▸ **TASK TO COMPLETE**
Reproduce only the lines of the material below that start at the line containing "merged.aliases.insert(alias.clone(), target.clone());" and stop at the line containing "if let Some(path) = config.store_path.as_ref()". Keep both end lines.

▸ **DATA SHOWN**
▼
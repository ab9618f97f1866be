//! Category to word list mapping

use super::loader::LoadError;
use crate::core::{Category, Word};
use rand::Rng;
use rand::seq::IndexedRandom;
use rustc_hash::FxHashMap;

/// Immutable word lists keyed by category name
#[derive(Debug, Clone, Default)]
pub struct WordRepository {
    lists: FxHashMap<String, Vec<Word>>,
}

impl WordRepository {
    /// Build a repository from raw category lists
    ///
    /// Entries that are not valid words are skipped and logged. Order within
    /// each list is preserved.
    pub fn from_lists<I, C, W, S>(lists: I) -> Self
    where
        I: IntoIterator<Item = (C, W)>,
        C: Into<String>,
        W: IntoIterator<Item = S>,
        S: AsRef<str>,
    {
        let lists = lists
            .into_iter()
            .map(|(category, words)| {
                let category = category.into();
                let words = words
                    .into_iter()
                    .filter_map(|text| match Word::new(text.as_ref()) {
                        Ok(word) => Some(word),
                        Err(err) => {
                            tracing::warn!(
                                category = %category,
                                word = text.as_ref(),
                                "skipping word: {err}"
                            );
                            None
                        }
                    })
                    .collect();
                (category, words)
            })
            .collect();

        Self { lists }
    }

    /// Word lists bundled into the binary
    #[must_use]
    pub fn embedded() -> Self {
        Self::from_lists(
            super::EMBEDDED
                .iter()
                .map(|&(category, words)| (category, words.iter().copied())),
        )
    }

    /// Draw a word uniformly at random from a category
    ///
    /// Returns `None` if the category is unknown or has no words.
    pub fn random_word<R: Rng + ?Sized>(&self, category: &str, rng: &mut R) -> Option<&Word> {
        self.words(category).choose(rng)
    }

    /// Words of a category, empty if the category is unknown
    #[must_use]
    pub fn words(&self, category: &str) -> &[Word] {
        self.lists.get(category).map_or(&[], Vec::as_slice)
    }

    /// Whether a category can start a round
    #[must_use]
    pub fn is_playable(&self, category: &str) -> bool {
        !self.words(category).is_empty()
    }

    /// Category names, sorted
    #[must_use]
    pub fn categories(&self) -> Vec<&str> {
        let mut names: Vec<&str> = self.lists.keys().map(String::as_str).collect();
        names.sort_unstable();
        names
    }

    /// True if no category holds any word
    #[must_use]
    pub fn is_empty(&self) -> bool {
        self.lists.values().all(Vec::is_empty)
    }

    /// Check that every given category has at least one word
    ///
    /// # Errors
    ///
    /// Returns `LoadError::MissingCategory` naming the first category that is
    /// absent or empty.
    pub fn require(&self, categories: &[Category]) -> Result<(), LoadError> {
        match categories.iter().find(|c| !self.is_playable(c.name)) {
            Some(category) => Err(LoadError::MissingCategory(category.name.to_string())),
            None => Ok(()),
        }
    }
}

#[cfg(test)]
mod tests {
    use super::*;
    use crate::core::CATEGORIES;
    use rand::SeedableRng;
    use rand::rngs::StdRng;

    fn sample() -> WordRepository {
        WordRepository::from_lists([
            ("animals", vec!["דגים", "חתול", "ארנב"]),
            ("colors", vec![]),
        ])
    }

    #[test]
    fn random_word_is_member_of_category() {
        let words = sample();
        let mut rng = StdRng::seed_from_u64(42);

        for _ in 0..100 {
            let word = words.random_word("animals", &mut rng).unwrap();
            assert!(words.words("animals").contains(word));
        }
    }

    #[test]
    fn random_word_single_choice_is_deterministic() {
        let words = WordRepository::from_lists([("animals", ["דגים"])]);
        let mut rng = StdRng::seed_from_u64(7);

        for _ in 0..10 {
            assert_eq!(
                words.random_word("animals", &mut rng).map(Word::text),
                Some("דגים")
            );
        }
    }

    #[test]
    fn random_word_covers_the_list() {
        let words = sample();
        let mut rng = StdRng::seed_from_u64(1);
        let mut seen = rustc_hash::FxHashSet::default();

        for _ in 0..200 {
            seen.insert(words.random_word("animals", &mut rng).unwrap().text().to_string());
        }
        assert_eq!(seen.len(), 3);
    }

    #[test]
    fn random_word_missing_or_empty_category() {
        let words = sample();
        let mut rng = StdRng::seed_from_u64(0);

        assert!(words.random_word("colors", &mut rng).is_none());
        assert!(words.random_word("vehicles", &mut rng).is_none());
    }

    #[test]
    fn categories_sorted() {
        let words = WordRepository::from_lists([("food", ["פיצה"]), ("animals", ["דגים"])]);
        assert_eq!(words.categories(), vec!["animals", "food"]);
    }

    #[test]
    fn empty_repository() {
        assert!(WordRepository::default().is_empty());
        assert!(sample().words("vehicles").is_empty());
        assert!(!sample().is_empty());
    }

    #[test]
    fn require_reports_missing_category() {
        let err = sample().require(&CATEGORIES).unwrap_err();
        assert!(matches!(err, LoadError::MissingCategory(name) if name == "colors"));
    }

    #[test]
    fn embedded_covers_all_categories() {
        let words = WordRepository::embedded();
        assert!(words.require(&CATEGORIES).is_ok());
    }
}
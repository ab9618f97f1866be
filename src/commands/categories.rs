//! Category listing command

use crate::core::CATEGORIES;
use crate::wordlists::WordRepository;

/// One category as seen by the player
pub struct CategorySummary {
    pub name: String,
    pub icon: Option<&'static str>,
    pub label: Option<&'static str>,
    pub word_count: usize,
}

impl CategorySummary {
    #[must_use]
    pub const fn is_playable(&self) -> bool {
        self.word_count > 0
    }

    /// Whether the category has an on-screen button
    #[must_use]
    pub const fn has_button(&self) -> bool {
        self.icon.is_some()
    }
}

/// Summarise categories: the button categories in button order, then any
/// extra categories the word list defines
#[must_use]
pub fn list_categories(words: &WordRepository) -> Vec<CategorySummary> {
    let buttons = CATEGORIES.iter().map(|category| CategorySummary {
        name: category.name.to_string(),
        icon: Some(category.icon),
        label: Some(category.label),
        word_count: words.words(category.name).len(),
    });

    let extras = words
        .categories()
        .into_iter()
        .filter(|name| !CATEGORIES.iter().any(|c| c.name == *name))
        .map(|name| CategorySummary {
            name: name.to_string(),
            icon: None,
            label: None,
            word_count: words.words(name).len(),
        });

    buttons.chain(extras).collect()
}
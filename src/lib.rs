//! Hebrew Wordle for kids
//!
//! A four-letter Hebrew word-guessing game with word categories and
//! persisted win/loss counters, played in the terminal.
//!
//! # Quick Start
//!
//! ```rust
//! use hebrew_wordle::game::{Session, VICTORY_MESSAGE};
//! use hebrew_wordle::storage::MemoryStore;
//! use hebrew_wordle::wordlists::loader::from_json;
//! use rand::{SeedableRng, rngs::StdRng};
//!
//! let words = from_json(r#"{"animals": ["דגים"]}"#).unwrap();
//! let mut session = Session::new(words, MemoryStore::default(), StdRng::seed_from_u64(1));
//! session.reset_game("animals").unwrap();
//!
//! for ch in "דגים".chars() {
//!     session.add_letter(ch);
//! }
//! session.submit_guess();
//! assert_eq!(session.message(), VICTORY_MESSAGE);
//! ```

// Core domain types
pub mod core;

// Round driving and stats bookkeeping
pub mod game;

// Word lists
pub mod wordlists;

// Stats persistence
pub mod storage;

// Runtime configuration
pub mod config;

// Command implementations
pub mod commands;

// Terminal output formatting
pub mod output;

// Interactive TUI interface
pub mod interactive;
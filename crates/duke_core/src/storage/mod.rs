use crate::error::AppError;
use crate::model::{Task, TaskList};

mod file_store;
mod memory_store;

pub use file_store::{FileStore, default_store_path, env_store_path};
pub use memory_store::MemoryStore;

#[derive(Debug, Clone, Copy, PartialEq, Eq)]
pub enum LoadStatus {
    Loaded,
    /// No save file existed; an empty one was created.
    FirstRun,
}

#[derive(Debug, Clone)]
pub struct LoadOutcome {
    pub tasks: TaskList,
    pub status: LoadStatus,
    pub skipped: Vec<AppError>,
}

pub trait TaskStore {
    fn load(&self) -> Result<LoadOutcome, AppError>;

    fn save(&self, tasks: &TaskList) -> Result<(), AppError>;
}

pub fn encode_tasks(tasks: &TaskList) -> Result<String, AppError> {
    let records = tasks
        .iter()
        .map(Task::to_record)
        .collect::<Result<Vec<_>, _>>()?;
    Ok(records.join("\n"))
}

/// Blank lines are ignored; malformed ones are skipped and reported.
pub fn decode_tasks<'a, I>(lines: I, status: LoadStatus) -> LoadOutcome
where
    I: IntoIterator<Item = &'a str>,
{
    let mut tasks = TaskList::new();
    let mut skipped = Vec::new();

    for line in lines {
        if line.trim().is_empty() {
            continue;
        }
        match Task::from_record(line) {
            Ok(task) => tasks.add(task),
            Err(err) => {
                tracing::warn!(error = %err, "skipping unreadable save record");
                skipped.push(err);
            }
        }
    }

    LoadOutcome {
        tasks,
        status,
        skipped,
    }
}
use crate::command::CommandRegistry;
use crate::error::AppError;
use crate::storage::{default_store_path, env_store_path};
use serde::{Deserialize, Serialize};
use std::collections::BTreeMap;
use std::path::{Path, PathBuf};

const CONFIG_FILE_NAME: &str = "config.json";
const CONFIG_ENV_VAR: &str = "DUKE_CONFIG_PATH";

#[derive(Debug, Default, Clone, PartialEq, Eq, Serialize, Deserialize)]
pub struct Config {
    #[serde(default)]
    pub store_path: Option<PathBuf>,
    /// Extra keywords mapped to built-in commands, e.g. `"ls": "list"`.
    #[serde(default)]
    pub aliases: BTreeMap<String, String>,
}

#[derive(Debug, Clone)]
pub struct ConfigLoad {
    pub config: Config,
    pub error: Option<AppError>,
}

#[derive(Debug, Default, Clone, PartialEq, Eq)]
pub struct ConfigOverrides {
    pub store_path: Option<PathBuf>,
    pub aliases: BTreeMap<String, String>,
}

pub fn config_path() -> Result<PathBuf, AppError> {
    if let Ok(path) = std::env::var(CONFIG_ENV_VAR)
        && !path.trim().is_empty()
    {
        return Ok(PathBuf::from(path));
    }

    if cfg!(windows) {
        let appdata =
            std::env::var("APPDATA").map_err(|_| AppError::config("APPDATA is not set"))?;
        Ok(PathBuf::from(appdata).join("duke").join(CONFIG_FILE_NAME))
    } else {
        let home = std::env::var("HOME").map_err(|_| AppError::config("HOME is not set"))?;
        Ok(PathBuf::from(home)
            .join(".config")
            .join("duke")
            .join(CONFIG_FILE_NAME))
    }
}

/// Never fails: a broken config falls back to defaults and carries the error.
pub fn load_config_with_fallback() -> ConfigLoad {
    match config_path() {
        Ok(path) => load_config_with_fallback_from_path(&path),
        Err(err) => ConfigLoad {
            config: Config::default(),
            error: Some(err),
        },
    }
}

pub fn load_config_with_fallback_from_path(path: &Path) -> ConfigLoad {
    if !path.exists() {
        return ConfigLoad {
            config: Config::default(),
            error: None,
        };
    }

    match load_config_from_path(path) {
        Ok(config) => ConfigLoad {
            config,
            error: None,
        },
        Err(err) => ConfigLoad {
            config: Config::default(),
            error: Some(err),
        },
    }
}

pub fn load_config_from_path(path: &Path) -> Result<Config, AppError> {
    let content = std::fs::read_to_string(path)
        .map_err(|err| AppError::config(format!("{}: {}", path.display(), err)))?;
    serde_json::from_str(&content)
        .map_err(|err| AppError::config(format!("invalid JSON in {}: {}", path.display(), err)))
}

pub fn merge_overrides(base: &Config, overrides: &ConfigOverrides) -> Config {
    let mut merged = base.clone();
    if let Some(path) = overrides.store_path.as_ref() {
        merged.store_path = Some(path.clone());
    }

    for (alias, target) in overrides.aliases.iter() {
        merged.aliases.insert(alias.clone(), target.clone());
    }

    merged
}

/// Save file location: explicit flag, then `DUKE_STORE_PATH`, then the
/// config file, then the platform default.
pub fn resolve_store_path(explicit: Option<&Path>, config: &Config) -> Result<PathBuf, AppError> {
    if let Some(path) = explicit {
        return Ok(path.to_path_buf());
    }
    if let Some(path) = env_store_path() {
        return Ok(path);
    }
    if let Some(path) = config.store_path.as_ref() {
        return Ok(path.clone());
    }
    default_store_path()
}

/// Registers every configured alias, returning the ones that were rejected.
pub fn install_aliases(config: &Config, registry: &mut CommandRegistry) -> Vec<AppError> {
    let mut rejected = Vec::new();
    for (alias, target) in config.aliases.iter() {
        if let Err(err) = registry.add_alias(alias, target) {
            tracing::warn!(alias = %alias, error = %err, "ignoring alias");
            rejected.push(err);
        }
    }
    rejected
}

#[cfg(test)]
mod tests {
    use super::{
        Config, ConfigOverrides, install_aliases, load_config_from_path,
        load_config_with_fallback_from_path, merge_overrides, resolve_store_path,
    };
    use crate::command::CommandRegistry;
    use std::fs;
    use std::path::{Path, PathBuf};

    #[test]
    fn load_config_missing_returns_defaults_without_error() {
        let dir = tempfile::tempdir().unwrap();
        let result = load_config_with_fallback_from_path(&dir.path().join("missing.json"));

        assert_eq!(result.config, Config::default());
        assert!(result.error.is_none());
    }

    #[test]
    fn load_config_invalid_returns_defaults_and_error() {
        let dir = tempfile::tempdir().unwrap();
        let path = dir.path().join("invalid.json");
        fs::write(&path, "{ invalid json ").unwrap();

        let result = load_config_with_fallback_from_path(&path);

        assert_eq!(result.config, Config::default());
        assert_eq!(result.error.map(|err| err.code()), Some("config_error"));
    }

    #[test]
    fn load_config_reads_valid_file() {
        let dir = tempfile::tempdir().unwrap();
        let path = dir.path().join("config.json");
        let content = serde_json::json!({
            "store_path": "/tmp/duke/tasks.txt",
            "aliases": { "ls": "list" }
        });
        fs::write(&path, serde_json::to_string(&content).unwrap()).unwrap();

        let loaded = load_config_from_path(&path).unwrap();

        assert_eq!(
            loaded.store_path.as_deref(),
            Some(Path::new("/tmp/duke/tasks.txt"))
        );
        assert_eq!(loaded.aliases.get("ls").map(String::as_str), Some("list"));
    }

    #[test]
    fn merge_overrides_replaces_path_and_adds_aliases() {
        let base = Config {
            store_path: Some(PathBuf::from("base.txt")),
            aliases: [("ls".into(), "list".into())].into_iter().collect(),
        };
        let overrides = ConfigOverrides {
            store_path: Some(PathBuf::from("override.txt")),
            aliases: [("ls".into(), "find".into()), ("rm".into(), "delete".into())]
                .into_iter()
                .collect(),
        };

        let merged = merge_overrides(&base, &overrides);

        assert_eq!(merged.store_path, Some(PathBuf::from("override.txt")));
        assert_eq!(merged.aliases.get("ls").map(String::as_str), Some("find"));
        assert_eq!(merged.aliases.get("rm").map(String::as_str), Some("delete"));
        assert_eq!(base.aliases.get("ls").map(String::as_str), Some("list"));
    }

    #[test]
    fn merge_overrides_with_empty_overrides_returns_clone() {
        let base = Config {
            store_path: None,
            aliases: [("ls".into(), "list".into())].into_iter().collect(),
        };

        assert_eq!(merge_overrides(&base, &ConfigOverrides::default()), base);
    }

    #[test]
    fn explicit_store_path_wins() {
        let config = Config {
            store_path: Some(PathBuf::from("from-config.txt")),
            aliases: Default::default(),
        };

        let path = resolve_store_path(Some(Path::new("flag.txt")), &config).unwrap();

        assert_eq!(path, PathBuf::from("flag.txt"));
    }

    #[test]
    fn install_aliases_reports_bad_entries() {
        let config = Config {
            store_path: None,
            aliases: [
                ("ls".into(), "list".into()),
                ("boom".into(), "explode".into()),
            ]
            .into_iter()
            .collect(),
        };
        let mut registry = CommandRegistry::standard();

        let rejected = install_aliases(&config, &mut registry);

        assert_eq!(rejected.len(), 1);
        assert!(rejected[0].message().contains("boom"));
        assert!(registry.lookup("ls").is_ok());
        assert!(registry.lookup("boom").is_err());
    }
}
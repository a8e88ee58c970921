use thiserror::Error;

#[derive(Debug, Clone, PartialEq, Eq, Error)]
pub enum AppError {
    #[error("validation_error - {0}")]
    Validation(String),
    #[error("index_out_of_range - {0}")]
    IndexOutOfRange(String),
    #[error("not_an_integer - {0}")]
    NotAnInteger(String),
    #[error("marker_missing - {0}")]
    MarkerMissing(String),
    #[error("date_format - {0}")]
    DateFormat(String),
    #[error("unknown_command - {0}")]
    UnknownCommand(String),
    #[error("corrupt_record - {0}")]
    CorruptRecord(String),
    #[error("persistence_error - {0}")]
    Persistence(String),
    #[error("config_error - {0}")]
    Config(String),
    #[error("io_error - {0}")]
    Io(String),
}

impl AppError {
    pub fn validation<M: Into<String>>(message: M) -> Self {
        Self::Validation(message.into())
    }

    pub fn index_out_of_range<M: Into<String>>(message: M) -> Self {
        Self::IndexOutOfRange(message.into())
    }

    pub fn not_an_integer<M: Into<String>>(message: M) -> Self {
        Self::NotAnInteger(message.into())
    }

    pub fn marker_missing<M: Into<String>>(message: M) -> Self {
        Self::MarkerMissing(message.into())
    }

    pub fn date_format<M: Into<String>>(message: M) -> Self {
        Self::DateFormat(message.into())
    }

    pub fn unknown_command<M: Into<String>>(message: M) -> Self {
        Self::UnknownCommand(message.into())
    }

    pub fn corrupt_record<M: Into<String>>(message: M) -> Self {
        Self::CorruptRecord(message.into())
    }

    pub fn persistence<M: Into<String>>(message: M) -> Self {
        Self::Persistence(message.into())
    }

    pub fn config<M: Into<String>>(message: M) -> Self {
        Self::Config(message.into())
    }

    pub fn io<M: Into<String>>(message: M) -> Self {
        Self::Io(message.into())
    }

    pub fn code(&self) -> &'static str {
        match self {
            Self::Validation(_) => "validation_error",
            Self::IndexOutOfRange(_) => "index_out_of_range",
            Self::NotAnInteger(_) => "not_an_integer",
            Self::MarkerMissing(_) => "marker_missing",
            Self::DateFormat(_) => "date_format",
            Self::UnknownCommand(_) => "unknown_command",
            Self::CorruptRecord(_) => "corrupt_record",
            Self::Persistence(_) => "persistence_error",
            Self::Config(_) => "config_error",
            Self::Io(_) => "io_error",
        }
    }

    /// The text shown to the user, without the code prefix.
    pub fn message(&self) -> &str {
        match self {
            Self::Validation(message)
            | Self::IndexOutOfRange(message)
            | Self::NotAnInteger(message)
            | Self::MarkerMissing(message)
            | Self::DateFormat(message)
            | Self::UnknownCommand(message)
            | Self::CorruptRecord(message)
            | Self::Persistence(message)
            | Self::Config(message)
            | Self::Io(message) => message,
        }
    }
}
▲
▸ **TASK RESPONSE**
        merged.aliases.insert(alias.clone(), target.clone());
    }

    merged
}

/// Save file location: explicit flag, then `DUKE_STORE_PATH`, then the
/// config file, then the platform default.
pub fn resolve_store_path(explicit: Option<&Path>, config: &Config) -> Result<PathBuf, AppError> {
    if let Some(path) = explicit {
        return Ok(path.to_path_buf());
    }
    if let Some(path) = env_store_path() {
        return Ok(path);
    }
    if let Some(path) = config.store_path.as_ref() {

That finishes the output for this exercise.